Hace frío. No insoportable, bien abrigado, pero se anuncia bastante más; "una ola" de él, de las que, como antaño, cuando menos ardoroso y dañado en sus ciclos estaba el mundo, nos ponía a tiritar, a tirar de bufandas y a perseguir recachas no ocupadas ya. Funesta noticia esta del helor que llega para los que han de optar, cada día más, por comer o calentarse, y óptimas para las eléctricas y los poderosos miembros que las componen, nunca ahítos de riquezas que tan a las manos y con tan poco esfuerzo les colman cuentas y maletas.
En realidad este frío que nos amenaza, mucho antes que satélites y termómetros, lo vienen barruntando bandadas de aves a las que, desde mi ventana veo en en los atardeceres buscar el abeto más erguido, fuerte y añoso de los alrededores para dirimir sus pequeñas diferencias, que no son otras que fijar el momento, agrupadas, de su partida y el de su inmediato destino antes de que esos glaciales soplos norteños las acongojen y a algunas mate.
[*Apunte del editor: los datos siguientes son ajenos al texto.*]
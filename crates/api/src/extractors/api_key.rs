//! API key authentication.

use sqlx::PgPool;

use crate::error::ApiError;
use persistence::repositories::ApiKeyRepository;
use shared::crypto::{extract_key_prefix, is_well_formed_api_key, sha256_hex};

/// Header carrying the API key.
pub const API_KEY_HEADER: &str = "X-API-Key";

/// Authenticated API key, stored in request extensions by the auth middleware.
#[derive(Debug, Clone)]
pub struct ApiKeyAuth {
    pub api_key_id: i64,
    /// Display prefix, e.g. "hs_frontdes".
    pub key_prefix: String,
    pub is_admin: bool,
}

impl ApiKeyAuth {
    /// Validates a raw key against the stored hashes.
    ///
    /// Malformed keys are rejected before touching the database.
    pub async fn validate(pool: &PgPool, api_key: &str) -> Result<Self, ApiError> {
        if !is_well_formed_api_key(api_key) {
            return Err(ApiError::Unauthorized(
                "Invalid or missing API key".to_string(),
            ));
        }

        let repo = ApiKeyRepository::new(pool.clone());
        let key = repo
            .find_by_key_hash(&sha256_hex(api_key))
            .await
            .map_err(|e| {
                tracing::error!(
                    key_prefix = extract_key_prefix(api_key).unwrap_or_default(),
                    "Database error during API key lookup: {}",
                    e
                );
                ApiError::ServiceUnavailable("Authentication service unavailable".to_string())
            })?
            .ok_or_else(|| ApiError::Unauthorized("Invalid or missing API key".to_string()))?;

        if !ApiKeyRepository::is_key_valid(&key) {
            return Err(ApiError::Unauthorized(if key.is_active {
                "API key has expired".to_string()
            } else {
                "Invalid or missing API key".to_string()
            }));
        }

        let pool = pool.clone();
        let key_id = key.id;
        tokio::spawn(async move {
            if let Err(e) = ApiKeyRepository::new(pool).update_last_used(key_id).await {
                tracing::warn!("Failed to update API key last_used_at: {}", e);
            }
        });

        Ok(ApiKeyAuth {
            api_key_id: key.id,
            key_prefix: key.key_prefix,
            is_admin: key.is_admin,
        })
    }
}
Les cuesta la vida decidirse, porque no es tan fácil abandonar su hogar de muchos meses. Para que no les falte el aliento, cuando marchen a otros cálidos lares, se entrenan a la vez que dando grititos deliberan. Y salen y entran batiendo las ramas del espigado abeto, poniendo una nota adicional de color en un cielo que a esas horas de todos ellos explota.